Assignment: Find the line in the entries below that contains "fn split_key_value(line: &str)". Repeat it exactly, and every line after it through the line that contains "key.push(c);".

(Saved entries)
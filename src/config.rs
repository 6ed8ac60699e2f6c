//! Segment configuration - `metadata.properties`
//!
//! Column metadata is decoded from a flat key/value mapping. The
//! [`MetadataConfig`] trait is the read-only view decoding needs;
//! [`SegmentProperties`] is the in-memory store parsed from the text of a
//! `metadata.properties` file.
//!
//! ## File Syntax
//!
//! ```text
//! # comment            ! also a comment
//! segment.time.unit = DAYS
//! country.dataType: STRING
//! country.partitionValues = 0,2      (list)
//! country.defaultNullValue = a\,b    (escaped comma, single value)
//! ts.minValue = ${other.key}         (substituted by get_string only)
//! long.value = first \
//!              second                (continuation)
//! ```

use crate::escape::unescape;
use crate::{ColumnMetadataError, Result};
use regex::{Captures, Regex};
use std::collections::HashMap;
use std::path::Path;
use std::str::FromStr;
use std::sync::OnceLock;

/// Property names recognized in `metadata.properties`
pub mod keys {
    // --- Column-scoped (prefixed with "<column>.") ---
    pub const CARDINALITY: &str = "cardinality";
    pub const TOTAL_DOCS: &str = "totalDocs";
    pub const DATA_TYPE: &str = "dataType";
    pub const BITS_PER_ELEMENT: &str = "bitsPerElement";
    pub const DICTIONARY_ELEMENT_SIZE: &str = "dictionaryElementSize";
    pub const COLUMN_TYPE: &str = "columnType";
    pub const IS_SORTED: &str = "isSorted";
    pub const HAS_NULL_VALUE: &str = "hasNullValue";
    pub const HAS_DICTIONARY: &str = "hasDictionary";
    pub const HAS_INVERTED_INDEX: &str = "hasInvertedIndex";
    pub const HAS_FST_INDEX: &str = "hasFSTIndex";
    pub const IS_SINGLE_VALUED: &str = "isSingleValued";
    pub const MAX_MULTI_VALUE_ELEMENTS: &str = "maxMultiValueElements";
    pub const TOTAL_NUMBER_OF_ENTRIES: &str = "totalNumberOfEntries";
    pub const IS_AUTO_GENERATED: &str = "isAutoGenerated";
    pub const DEFAULT_NULL_VALUE: &str = "defaultNullValue";
    pub const MIN_VALUE: &str = "minValue";
    pub const MAX_VALUE: &str = "maxValue";
    pub const PARTITION_FUNCTION: &str = "partitionFunction";
    pub const NUM_PARTITIONS: &str = "numPartitions";
    pub const PARTITION_VALUES: &str = "partitionValues";
    pub const DATETIME_FORMAT: &str = "dateTimeFormat";
    pub const DATETIME_GRANULARITY: &str = "dateTimeGranularity";
    pub const TEXT_INDEX_TYPE: &str = "textIndexType";

    // --- Segment-scoped (bare keys) ---
    pub const TIME_UNIT: &str = "segment.time.unit";
    pub const PADDING_CHARACTER: &str = "segment.padding.character";
    pub const DIMENSION_COLUMNS: &str = "segment.dimension.column.names";
    pub const METRIC_COLUMNS: &str = "segment.metric.column.names";
    pub const TIME_COLUMN: &str = "segment.time.column.name";
    pub const DATETIME_COLUMNS: &str = "segment.datetime.column.names";
}

/// Key of a column-scoped property: `"<column>.<property>"`
pub fn column_key(column: &str, property: &str) -> String {
    format!("{}.{}", column, property)
}

/// Read-only view of a segment's configuration mapping
pub trait MetadataConfig {
    /// Raw value, never interpolated
    fn get_property(&self, key: &str) -> Option<&str>;

    /// Value with `${key}` references substituted
    fn get_string(&self, key: &str) -> Option<String>;

    /// List value; empty when absent
    fn get_list(&self, key: &str) -> Vec<String>;

    fn contains_key(&self, key: &str) -> bool {
        self.get_property(key).is_some()
    }

    fn get_string_or(&self, key: &str, default: &str) -> String {
        self.get_string(key).unwrap_or_else(|| default.to_string())
    }

    /// Required integer
    fn get_int(&self, key: &str) -> Result<i32> {
        let value = self.get_string(key).ok_or_else(|| ColumnMetadataError::missing(key))?;
        value
            .trim()
            .parse()
            .map_err(|_| ColumnMetadataError::malformed_number(key, &value))
    }

    /// Required boolean
    fn get_bool(&self, key: &str) -> Result<bool> {
        let value = self.get_string(key).ok_or_else(|| ColumnMetadataError::missing(key))?;
        parse_bool(key, &value)
    }

    fn get_bool_or(&self, key: &str, default: bool) -> Result<bool> {
        match self.get_string(key) {
            Some(value) => parse_bool(key, &value),
            None => Ok(default),
        }
    }
}

fn parse_bool(key: &str, value: &str) -> Result<bool> {
    match value.trim().to_lowercase().as_str() {
        "true" | "yes" | "on" | "y" | "t" => Ok(true),
        "false" | "no" | "off" | "n" | "f" => Ok(false),
        _ => Err(ColumnMetadataError::MalformedBoolean {
            key: key.to_string(),
            value: value.to_string(),
        }),
    }
}

/// Plain string maps behave as configurations without interpolation
impl MetadataConfig for HashMap<String, String> {
    fn get_property(&self, key: &str) -> Option<&str> {
        self.get(key).map(|s| s.as_str())
    }

    fn get_string(&self, key: &str) -> Option<String> {
        self.get(key).cloned()
    }

    fn get_list(&self, key: &str) -> Vec<String> {
        self.get(key)
            .map(|v| v.split(',').map(|s| s.trim().to_string()).collect())
            .unwrap_or_default()
    }
}

#[derive(Debug, Clone, PartialEq)]
struct PropertyValue {
    text: String,
    items: Vec<String>,
}

/// Parsed `metadata.properties`, keys kept in file order
#[derive(Debug, Clone, Default, PartialEq)]
pub struct SegmentProperties {
    keys: Vec<String>,
    values: HashMap<String, PropertyValue>,
}

/// Nesting limit for `${key}` substitution
const MAX_INTERPOLATION_DEPTH: usize = 16;

fn variable_regex() -> &'static Regex {
    static VARIABLE: OnceLock<Regex> = OnceLock::new();
    VARIABLE.get_or_init(|| Regex::new(r"\$?\$\{([^}]+)\}").unwrap())
}

impl SegmentProperties {
    pub fn new() -> Self {
        Self::default()
    }

    /// Read and parse a properties file
    pub fn load<P: AsRef<Path>>(path: P) -> Result<Self> {
        let text = std::fs::read_to_string(path.as_ref())?;
        let props = text.parse::<Self>()?;
        log::debug!("Loaded {} properties from {}", props.len(), path.as_ref().display());
        Ok(props)
    }

    /// Set a single-valued property
    pub fn set(&mut self, key: impl Into<String>, value: impl Into<String>) -> &mut Self {
        let value = value.into();
        self.insert(
            key.into(),
            PropertyValue {
                items: vec![value.clone()],
                text: value,
            },
        );
        self
    }

    /// Set a list-valued property
    pub fn set_list<S: Into<String>>(&mut self, key: impl Into<String>, items: impl IntoIterator<Item = S>) -> &mut Self {
        let items: Vec<String> = items.into_iter().map(Into::into).collect();
        self.insert(
            key.into(),
            PropertyValue {
                text: items.join(","),
                items,
            },
        );
        self
    }

    pub fn remove(&mut self, key: &str) -> bool {
        if self.values.remove(key).is_some() {
            self.keys.retain(|k| k != key);
            true
        } else {
            false
        }
    }

    pub fn keys(&self) -> impl Iterator<Item = &str> {
        self.keys.iter().map(|k| k.as_str())
    }

    pub fn len(&self) -> usize {
        self.keys.len()
    }

    pub fn is_empty(&self) -> bool {
        self.keys.is_empty()
    }

    fn insert(&mut self, key: String, value: PropertyValue) {
        if !self.values.contains_key(&key) {
            self.keys.push(key.clone());
        }
        self.values.insert(key, value);
    }

    /// A repeated key extends the existing list
    fn append(&mut self, key: String, value: PropertyValue) {
        match self.values.get_mut(&key) {
            Some(existing) => {
                existing.text.push(',');
                existing.text.push_str(&value.text);
                existing.items.extend(value.items);
            }
            None => self.insert(key, value),
        }
    }

    /// Expand `${key}` references in the value stored under `key`
    ///
    /// Each referenced key is expanded once per call. A reference back to a
    /// key that is still being expanded is left as written.
    fn interpolate(&self, key: &str, text: &str) -> String {
        let mut resolving = vec![key.to_string()];
        self.expand(text, &mut resolving, &mut HashMap::new())
    }

    fn expand(&self, text: &str, resolving: &mut Vec<String>, expanded: &mut HashMap<String, String>) -> String {
        if !text.contains("${") {
            return text.to_string();
        }

        variable_regex()
            .replace_all(text, |caps: &Captures| {
                let whole = &caps[0];
                if let Some(escaped) = whole.strip_prefix("$$") {
                    return format!("${}", escaped);
                }
                let name = &caps[1];
                if let Some(done) = expanded.get(name) {
                    return done.clone();
                }
                let Some(value) = self.values.get(name) else {
                    return whole.to_string();
                };
                if resolving.len() >= MAX_INTERPOLATION_DEPTH || resolving.iter().any(|k| k == name) {
                    log::warn!("Reference {} is cyclic or too deep, left unexpanded", whole);
                    return whole.to_string();
                }

                resolving.push(name.to_string());
                let result = self.expand(&value.text, resolving, expanded);
                resolving.pop();
                expanded.insert(name.to_string(), result.clone());
                result
            })
            .into_owned()
    }
}

impl MetadataConfig for SegmentProperties {
    fn get_property(&self, key: &str) -> Option<&str> {
        self.values.get(key).map(|v| v.text.as_str())
    }

    fn get_string(&self, key: &str) -> Option<String> {
        self.values.get(key).map(|v| self.interpolate(key, &v.text))
    }

    fn get_list(&self, key: &str) -> Vec<String> {
        self.values
            .get(key)
            .map(|v| v.items.iter().map(|item| self.interpolate(key, item)).collect())
            .unwrap_or_default()
    }
}

impl FromStr for SegmentProperties {
    type Err = ColumnMetadataError;

    fn from_str(text: &str) -> Result<Self> {
        let mut props = Self::new();

        for line in logical_lines(text) {
            let (key, raw_value) = split_key_value(&line);
            if key.is_empty() {
                continue;
            }
            let key = unescape(&key)?;

            let items = split_unescaped_commas(raw_value)
                .into_iter()
                .map(|item| unescape(item.trim()))
                .collect::<Result<Vec<_>>>()?;
            let text = unescape(raw_value)?;

            props.append(key, PropertyValue { text, items });
        }

        Ok(props)
    }
}

/// Join continuation lines, drop blanks and comments
fn logical_lines(text: &str) -> Vec<String> {
    let mut lines = Vec::new();
    let mut pending: Option<String> = None;

    for physical in text.lines() {
        let trimmed = physical.trim_start();
        let mut current = match pending.take() {
            Some(mut acc) => {
                acc.push_str(trimmed);
                acc
            }
            None => {
                if trimmed.is_empty() || trimmed.starts_with('#') || trimmed.starts_with('!') {
                    continue;
                }
                trimmed.to_string()
            }
        };

        let trailing = current.chars().rev().take_while(|&c| c == '\\').count();
        if trailing % 2 == 1 {
            current.pop();
            pending = Some(current);
        } else {
            lines.push(current);
        }
    }

    if let Some(rest) = pending {
        lines.push(rest);
    }
    lines
}

/// Key ends at the first unescaped `=`, `:` or whitespace
fn split_key_value(line: &str) -> (String, &str) {
    let mut key = String::new();
    let mut escaped = false;
    let mut value_start = line.len();

    for (idx, c) in line.char_indices() {
        if escaped {
            key.push('\\');
            key.push(c);
            escaped = false;
            continue;
        }
        match c {
            '\\' => escaped = true,
            '=' | ':' | ' ' | '\t' => {
                value_start = idx;
                break;
            }
            _ => key.push(c),
        }
    }

    let is_blank = |c: char| c == ' ' || c == '\t';
    let rest = line[value_start..].trim_start_matches(is_blank);
    let rest = rest
        .strip_prefix('=')
        .or_else(|| rest.strip_prefix(':'))
        .unwrap_or(rest);
    (key, rest.trim_start_matches(is_blank).trim_end())
}

fn split_unescaped_commas(value: &str) -> Vec<&str> {
    let mut parts = Vec::new();
    let mut start = 0;
    let mut escaped = false;

    for (idx, c) in value.char_indices() {
        match c {
            _ if escaped => escaped = false,
            '\\' => escaped = true,
            ',' => {
                parts.push(&value[start..idx]);
                start = idx + 1;
            }
            _ => {}
        }
    }
    parts.push(&value[start..]);
    parts
}
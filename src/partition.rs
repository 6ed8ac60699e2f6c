//! Partition functions - value → partition id
//!
//! A segment records which partitions of a column it holds so that brokers
//! can prune segments at query time. The function is stored by name in
//! `metadata.properties` and resolved through [`partition_function`].
//!
//! | Name        | Partition id                                   |
//! |-------------|------------------------------------------------|
//! | `Modulo`    | integer value mod N (non-negative)             |
//! | `Murmur`    | murmur2(UTF-8 bytes) & 0x7fffffff mod N        |
//! | `ByteArray` | abs(array hash of UTF-8 bytes) mod N           |
//! | `HashCode`  | abs(string hash) mod N                         |

use crate::{ColumnMetadataError, Result};
use std::collections::BTreeSet;
use std::fmt::Debug;
use std::sync::Arc;

/// Deterministic mapping from a column value to a partition id
pub trait PartitionFunction: Debug + Send + Sync {
    /// Registry name, e.g. `"Murmur"`
    fn name(&self) -> &'static str;

    /// Partition id in `0..num_partitions()` for the textual value
    fn partition_id(&self, value: &str) -> Result<i32>;

    fn num_partitions(&self) -> i32;
}

/// Content equality for partition functions: same strategy, same count
pub fn same_partition_function(a: &dyn PartitionFunction, b: &dyn PartitionFunction) -> bool {
    a.name() == b.name() && a.num_partitions() == b.num_partitions()
}

/// Resolve a partition function by (case-insensitive) name
pub fn partition_function(name: &str, num_partitions: i32) -> Result<Arc<dyn PartitionFunction>> {
    if num_partitions <= 0 {
        return Err(ColumnMetadataError::InvalidNumPartitions { num_partitions });
    }

    let function: Arc<dyn PartitionFunction> = match name.trim().to_lowercase().as_str() {
        "modulo" => Arc::new(ModuloPartitionFunction { num_partitions }),
        "murmur" => Arc::new(MurmurPartitionFunction { num_partitions }),
        "bytearray" => Arc::new(ByteArrayPartitionFunction { num_partitions }),
        "hashcode" => Arc::new(HashCodePartitionFunction { num_partitions }),
        _ => {
            return Err(ColumnMetadataError::UnknownPartitionFunction {
                name: name.to_string(),
            })
        }
    };

    log::debug!("Resolved partition function {} with {} partitions", function.name(), num_partitions);
    Ok(function)
}

/// Parse persisted partition values into a set of ids
///
/// Each entry is either a single id (`"3"`) or a legacy inclusive range
/// (`"[0 5]"`). A range must not be inverted and must end below `i32::MAX`.
pub fn extract_partitions<S: AsRef<str>>(values: &[S]) -> Result<BTreeSet<i32>> {
    let mut partitions = BTreeSet::new();

    for value in values {
        let value = value.as_ref().trim();
        if value.is_empty() {
            continue;
        }

        if let Some(range) = value.strip_prefix('[').and_then(|v| v.strip_suffix(']')) {
            let bounds: Vec<&str> = range.split_whitespace().collect();
            let [start, end] = bounds.as_slice() else {
                return Err(ColumnMetadataError::MalformedPartitionValue {
                    value: value.to_string(),
                });
            };
            let start = parse_partition_id(start, value)?;
            let end = parse_partition_id(end, value)?;
            if end < start || end == i32::MAX {
                return Err(ColumnMetadataError::MalformedPartitionValue {
                    value: value.to_string(),
                });
            }
            partitions.extend(start..=end);
        } else {
            partitions.insert(parse_partition_id(value, value)?);
        }
    }

    Ok(partitions)
}

fn parse_partition_id(text: &str, value: &str) -> Result<i32> {
    text.parse().map_err(|_| ColumnMetadataError::MalformedPartitionValue {
        value: value.to_string(),
    })
}

/// Integer value modulo the partition count
#[derive(Debug, Clone)]
pub struct ModuloPartitionFunction {
    num_partitions: i32,
}

impl PartitionFunction for ModuloPartitionFunction {
    fn name(&self) -> &'static str {
        "Modulo"
    }

    fn partition_id(&self, value: &str) -> Result<i32> {
        let v: i64 = value
            .trim()
            .parse()
            .map_err(|_| ColumnMetadataError::malformed_number("partition value", value))?;
        Ok(v.rem_euclid(self.num_partitions as i64) as i32)
    }

    fn num_partitions(&self) -> i32 {
        self.num_partitions
    }
}

/// Kafka-compatible murmur2 partitioning
#[derive(Debug, Clone)]
pub struct MurmurPartitionFunction {
    num_partitions: i32,
}

impl PartitionFunction for MurmurPartitionFunction {
    fn name(&self) -> &'static str {
        "Murmur"
    }

    fn partition_id(&self, value: &str) -> Result<i32> {
        Ok((murmur2(value.as_bytes()) & 0x7fff_ffff) % self.num_partitions)
    }

    fn num_partitions(&self) -> i32 {
        self.num_partitions
    }
}

/// Array hash over the UTF-8 bytes of the value
#[derive(Debug, Clone)]
pub struct ByteArrayPartitionFunction {
    num_partitions: i32,
}

impl PartitionFunction for ByteArrayPartitionFunction {
    fn name(&self) -> &'static str {
        "ByteArray"
    }

    fn partition_id(&self, value: &str) -> Result<i32> {
        let hash = value
            .as_bytes()
            .iter()
            .fold(1i32, |h, &b| h.wrapping_mul(31).wrapping_add(b as i8 as i32));
        Ok((hash.unsigned_abs() % self.num_partitions as u32) as i32)
    }

    fn num_partitions(&self) -> i32 {
        self.num_partitions
    }
}

/// String hash over UTF-16 code units of the value
#[derive(Debug, Clone)]
pub struct HashCodePartitionFunction {
    num_partitions: i32,
}

impl PartitionFunction for HashCodePartitionFunction {
    fn name(&self) -> &'static str {
        "HashCode"
    }

    fn partition_id(&self, value: &str) -> Result<i32> {
        let hash = value
            .encode_utf16()
            .fold(0i32, |h, c| h.wrapping_mul(31).wrapping_add(c as i32));
        Ok((hash.unsigned_abs() % self.num_partitions as u32) as i32)
    }

    fn num_partitions(&self) -> i32 {
        self.num_partitions
    }
}

/// murmur2 with the Kafka seed
pub fn murmur2(data: &[u8]) -> i32 {
    const SEED: u32 = 0x9747_b28c;
    const M: u32 = 0x5bd1_e995;
    const R: u32 = 24;

    let length = data.len();
    let mut h = SEED ^ (length as u32);

    let mut chunks = data.chunks_exact(4);
    for chunk in &mut chunks {
        let mut k = u32::from_le_bytes([chunk[0], chunk[1], chunk[2], chunk[3]]);
        k = k.wrapping_mul(M);
        k ^= k >> R;
        k = k.wrapping_mul(M);
        h = h.wrapping_mul(M);
        h ^= k;
    }

    let tail = chunks.remainder();
    if tail.len() >= 3 {
        h ^= (tail[2] as u32) << 16;
    }
    if tail.len() >= 2 {
        h ^= (tail[1] as u32) << 8;
    }
    if !tail.is_empty() {
        h ^= tail[0] as u32;
        h = h.wrapping_mul(M);
    }

    h ^= h >> 13;
    h = h.wrapping_mul(M);
    h ^= h >> 15;

    h as i32
}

Your solution:
fn split_key_value(line: &str) -> (String, &str) {
    let mut key = String::new();
    let mut escaped = false;
    let mut value_start = line.len();

    for (idx, c) in line.char_indices() {
        if escaped {
            key.push('\\');
            key.push(c);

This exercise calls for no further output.